Che bisogno c’è di una Congregazione del Sant’Uffizio che concede imprimatur preventivi e davanti a cui occorre inginocchiarsi, con la scusa che gli utenti cadrebbero così facilmente in tentazione?

Gli utenti sono appaiati agli elettori: se non votano come vogliamo noi, devono avere un baco nel cervello.

La battaglia dei verificatori contro la disinformazione ha i suoi siti internet, e i suoi sponsor e finanziatori. Bbc Verify, a esempio, ha rapporti stretti con l’Istituto di Studi Strategici della Nato e non solo verifica ma fa propaganda e censura.

Chiunque critichi la politica occidentale sulla guerra in Ucraina o sullo sterminio perpetrato da Israele a Gaza diventa bersaglio delle campagne contro la disinformazione.

I verificatori sono numerosi ovunque.

Una delle principali collaborazioni italiane di Meta è stato per anni Open, il sito di fact checking fondato da Enrico Mentana nel 2018.

È stato anche il più controverso, nella guerra di Ucraina.

È noto per aver più volte diramato false notizie diffuse dai fedeli di Zelenskij e per aver demonizzato Putin, ignorando le preoccupazioni del Cremlino fin dai primi allargamenti a Est della Nato.

Le Congregazioni di fact checking scoprono certo notizie false, ma ne producono anche in proprio, come quando accusano giornalisti indipendenti, professori universitari e intellettuali di essere di volta in volta filo-putiniani o antisemiti.

Oggi la situazione è diversa e peggiore.

I grandi giornali e le principali reti Tv non hanno più soldi per pagare inviati di guerra come ai tempi del Vietnam.

A ciò si aggiunga, non meno grave, l’impossibilità di raccogliere notizie su tutti gli Stati combattenti.

Difficile sapere quel che si pensa e si dice in Russia sul conflitto in Ucraina e a Kursk, dopo l’oscuramento in Europa delle Tv russe.

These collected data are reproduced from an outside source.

use super::*;
use crate::{
    db::dimension::{Dimension, DimensionMap},
    error::RouteError,
    sql::{
        Column, Expr, FromItem, Insert, InsertSource, PlainSelect, SelectBody, TableRef,
        Truncate, Update,
    },
    test_support::{orders_model, router, select_orders, tenant_is},
};

fn databases(route: &Route) -> Vec<&str> {
    route.partitions.iter().map(|p| p.database.as_str()).collect()
}

fn route_of(statement: Statement, values: Vec<Value>) -> Result<Option<Route>, InternalError> {
    let router = router();
    let ctx = router.bind(statement, values)?;
    router.route(&ctx)
}

fn routed(statement: Statement, values: Vec<Value>) -> Route {
    route_of(statement, values)
        .expect("statement should route")
        .expect("orders is partitioned")
}

#[test]
fn point_predicate_prunes_to_one_partition() {
    let route = routed(select_orders(tenant_is(6)), vec![]);

    assert_eq!(route.kind, RouteKind::Pruned);
    assert_eq!(databases(&route), vec!["shard2"]);
    assert_eq!(route.partitions[0].tables, vec!["orders_2".to_string()]);
}

#[test]
fn bound_parameters_route_like_literals() {
    let statement = select_orders(Expr::eq(Expr::col("TENANT_ID"), Expr::param()));
    let route = routed(statement, vec![Value::Int(3)]);

    assert_eq!(databases(&route), vec!["shard3"]);
}

#[test]
fn missing_partition_key_broadcasts_to_all_four() {
    let statement = select_orders(Expr::eq(Expr::col("status"), Expr::lit("open")));
    let route = routed(statement, vec![]);

    assert_eq!(route.kind, RouteKind::Broadcast);
    assert_eq!(databases(&route), vec!["shard0", "shard1", "shard2", "shard3"]);
}

#[test]
fn in_list_with_collection_param_is_flattened() {
    let statement = select_orders(Expr::in_list(
        Expr::col("tenant_id"),
        vec![Expr::named_param("tenants", 2)],
    ));
    let route = routed(statement, vec![Value::Int(1), Value::Int(5)]);

    assert_eq!(databases(&route), vec!["shard1"]);
    assert_eq!(
        route.dimensions["tenant"],
        Dimension::discrete([Value::Int(1), Value::Int(5)])
    );
}

#[test]
fn small_integer_range_is_enumerated_against_buckets() {
    let statement = select_orders(Expr::between(
        Expr::col("tenant_id"),
        Expr::lit(4),
        Expr::lit(6),
    ));
    let route = routed(statement, vec![]);

    assert_eq!(databases(&route), vec!["shard0", "shard1", "shard2"]);
}

#[test]
fn or_of_points_routes_to_both() {
    let statement = select_orders(tenant_is(1) | tenant_is(2));
    let route = routed(statement, vec![]);

    assert_eq!(databases(&route), vec!["shard1", "shard2"]);
}

#[test]
fn negated_predicate_keeps_every_partition() {
    let statement = select_orders(Expr::not(tenant_is(1)));
    let route = routed(statement, vec![]);

    assert_eq!(route.kind, RouteKind::Pruned);
    assert_eq!(route.partitions.len(), 4);
}

#[test]
fn contradiction_widens_to_broadcast() {
    let statement = select_orders(tenant_is(1) & tenant_is(2));
    let route = routed(statement, vec![]);

    assert_eq!(route.kind, RouteKind::Broadcast);
    assert_eq!(route.partitions.len(), 4);
}

#[test]
fn from_sub_select_constraints_are_and_merged() {
    let inner = PlainSelect::from_table(TableRef::new("orders")).filter(tenant_is(7));
    let mut outer = PlainSelect::from_table(TableRef::new("orders"));
    outer.from = FromItem::SubSelect {
        body: Box::new(SelectBody::Plain(Box::new(inner))),
        alias: Some("o".to_string()),
    };
    outer.where_clause = Some(Expr::eq(Expr::col("status"), Expr::lit("open")));

    let route = routed(Statement::select(outer), vec![]);

    assert_eq!(databases(&route), vec!["shard3"]);
}

#[test]
fn union_over_partitioned_table_is_unroutable() {
    let select = PlainSelect::from_table(TableRef::new("orders"));
    let statement = Statement::Select(SelectBody::Union {
        selects: vec![select.clone(), select],
        all: true,
    });

    let err = route_of(statement, vec![]).expect_err("union must be rejected");
    assert!(err.is_unroutable());
}

#[test]
fn insert_routes_by_column_value() {
    let statement = Statement::Insert(Insert {
        table: TableRef::new("orders"),
        columns: vec![Column::new("id"), Column::new("tenant_id")],
        source: InsertSource::Values(vec![Expr::param(), Expr::param()]),
    });
    let route = routed(statement, vec![Value::Int(100), Value::Int(9)]);

    assert_eq!(databases(&route), vec!["shard1"]);
}

#[test]
fn insert_without_columns_is_unroutable() {
    let statement = Statement::Insert(Insert {
        table: TableRef::new("orders"),
        columns: vec![],
        source: InsertSource::Values(vec![Expr::lit(1)]),
    });

    let err = route_of(statement, vec![]).expect_err("columns are required");
    assert!(err.is_unroutable());
}

#[test]
fn insert_from_sub_select_is_unroutable() {
    let statement = Statement::Insert(Insert {
        table: TableRef::new("orders"),
        columns: vec![Column::new("tenant_id")],
        source: InsertSource::SubSelect(Box::new(SelectBody::Plain(Box::new(
            PlainSelect::from_table(TableRef::new("staging")),
        )))),
    });

    let err = route_of(statement, vec![]).expect_err("sub-select source");
    assert!(err.is_unroutable());
}

#[test]
fn update_where_takes_precedence_over_set() {
    let statement = Statement::Update(Update {
        table: TableRef::new("orders"),
        sets: vec![(Column::new("tenant_id"), Expr::param())],
        where_clause: Some(Expr::eq(Expr::col("tenant_id"), Expr::param())),
    });
    // SET tenant_id = 2 WHERE tenant_id = 1
    let route = routed(statement, vec![Value::Int(2), Value::Int(1)]);

    assert_eq!(databases(&route), vec!["shard1"]);
}

#[test]
fn update_set_fills_undetermined_key() {
    let statement = Statement::Update(Update {
        table: TableRef::new("orders"),
        sets: vec![
            (Column::new("status"), Expr::lit("closed")),
            (Column::new("tenant_id"), Expr::param()),
        ],
        where_clause: Some(Expr::eq(Expr::col("id"), Expr::param())),
    });
    let route = routed(statement, vec![Value::Int(2), Value::Int(10)]);

    assert_eq!(databases(&route), vec!["shard2"]);
}

#[test]
fn truncate_always_broadcasts() {
    let statement = Statement::Truncate(Truncate {
        table: TableRef::new("orders"),
    });
    let route = routed(statement, vec![]);

    assert_eq!(route.kind, RouteKind::Broadcast);
    assert_eq!(route.partitions.len(), 4);
}

#[test]
fn unpartitioned_and_unknown_tables_are_not_routed() {
    let audit = Statement::select(PlainSelect::from_table(TableRef::new("audit")));
    assert_eq!(route_of(audit, vec![]).expect("audit binds"), None);

    let unknown = Statement::select(PlainSelect::from_table(TableRef::new("sessions")));
    assert_eq!(route_of(unknown, vec![]).expect("unknown binds"), None);
}

#[test]
fn inconsistent_partition_metadata_is_fatal() {
    let mut catalog = crate::model::Catalog::new();
    catalog.register(orders_model().partition_key("region", "by_region"));
    let router = Router::new(
        Arc::new(catalog),
        Arc::new(crate::test_support::orders_shard_map()),
    );

    let err = router
        .bind(select_orders(tenant_is(1)), vec![])
        .and_then(|ctx| router.route(&ctx))
        .expect_err("region has no column");
    assert_eq!(
        err.route_error(),
        Some(&RouteError::MetadataInconsistency {
            table: "orders".to_string(),
            field: "region".to_string(),
        })
    );
}

#[test]
fn like_prefix_is_collected_as_prefix() {
    let model = orders_model().partition_key("name", "by_name");
    let ctx = StatementContext {
        statement: select_orders(Expr::like(Expr::col("name"), Expr::lit("ab%"))),
        model: Some(Arc::new(model)),
        params: BoundParams::default(),
        modification_points: vec![],
    };

    let map = collect(&ctx).expect("collect");
    assert_eq!(map, DimensionMap::single("name", Dimension::prefix("ab")));
}

#[test]
fn range_buckets_intersect_exactly() {
    let bucket = Bucket::Range {
        low: Some(Value::Int(10)),
        high: Some(Value::Int(20)),
    };

    assert!(bucket.may_intersect(&Dimension::above(Value::Int(19), true)));
    assert!(!bucket.may_intersect(&Dimension::above(Value::Int(20), true)));
    assert!(!bucket.may_intersect(&Dimension::below(Value::Int(10), false)));
    assert!(bucket.may_intersect(&Dimension::below(Value::Int(10), true)));
    assert!(bucket.may_intersect(&Dimension::prefix("x")));
}

#[test]
fn hash_buckets_partition_every_value_once() {
    let buckets: Vec<Bucket> = (0..3)
        .map(|bucket| Bucket::Hash { buckets: 3, bucket })
        .collect();

    for v in 0..50i64 {
        let owners = buckets
            .iter()
            .filter(|b| b.contains(&Value::Int(v)))
            .count();
        assert_eq!(owners, 1);
        // numerically equal values land in the same bucket
        assert!(
            buckets
                .iter()
                .filter(|b| b.contains(&Value::Int(v)))
                .all(|b| b.contains(&Value::Uint(v.unsigned_abs())))
        );
    }
}

#[test]
fn hash_buckets_keep_every_bucket_for_a_numeric_range() {
    let range = Dimension::range(Some(Value::Int(2)), Some(Value::Int(3)), true, true);
    let owner = crate::value::hash_value(&Value::Float64(2.5)) % 4;

    for bucket in 0..4 {
        assert!(Bucket::Hash { buckets: 4, bucket }.may_intersect(&range));
    }
    assert!(Bucket::Hash { buckets: 4, bucket: owner }.contains(&Value::Float64(2.5)));
}

#[test]
fn hash_buckets_prune_points_and_sets() {
    let point = Dimension::point(Value::Int(7));
    let owner = crate::value::hash_value(&Value::Int(7)) % 4;

    let matching: Vec<u64> = (0..4)
        .filter(|&bucket| Bucket::Hash { buckets: 4, bucket }.may_intersect(&point))
        .collect();
    assert_eq!(matching, vec![owner]);

    let set = Dimension::discrete([Value::Int(7)]);
    assert!(Bucket::Hash { buckets: 4, bucket: owner }.may_intersect(&set));
}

Impossibile scrivere reportage su Gaza perché l’ingresso dei giornalisti nella Striscia è proibito da Israele, che anche in questo caso viola il diritto internazionale.

Ogni servizio Tv su Gaza e Cisgiordania dovrebbe ricordare il divieto, e ringraziare i giornalisti palestinesi e Al Jazeera per i loro reportage e per i pericoli mortali che corrono (più di 220 uccisi a Gaza).

Se si vogliono notizie è solo ai social che ci si può rivolgere: in particolare a Telegram, per quanto riguarda sia l’Ucraina sia Gaza e Cisgiordania.

E anche quando i media tradizionali hanno notizie più approfondite, meno rozze, c’è un muro che ostacola l’accesso online, un paywall: è il prezzo proibitivo dell’abbonamento annuale.

A questo punto si capisce come mai i media tradizionali siano i primi a esercitare pressioni perché resti in piedi, almeno in Europa e in Italia, il fact checking che Elon Musk e Mark Zuckerberg hanno abolito (tranne per specifici reati).

Ne va della sopravvivenza dell’establishment giornalistico, e del suo bisogno di proteggersi dalla marea spesso indistinta, ma gratuita, dei social.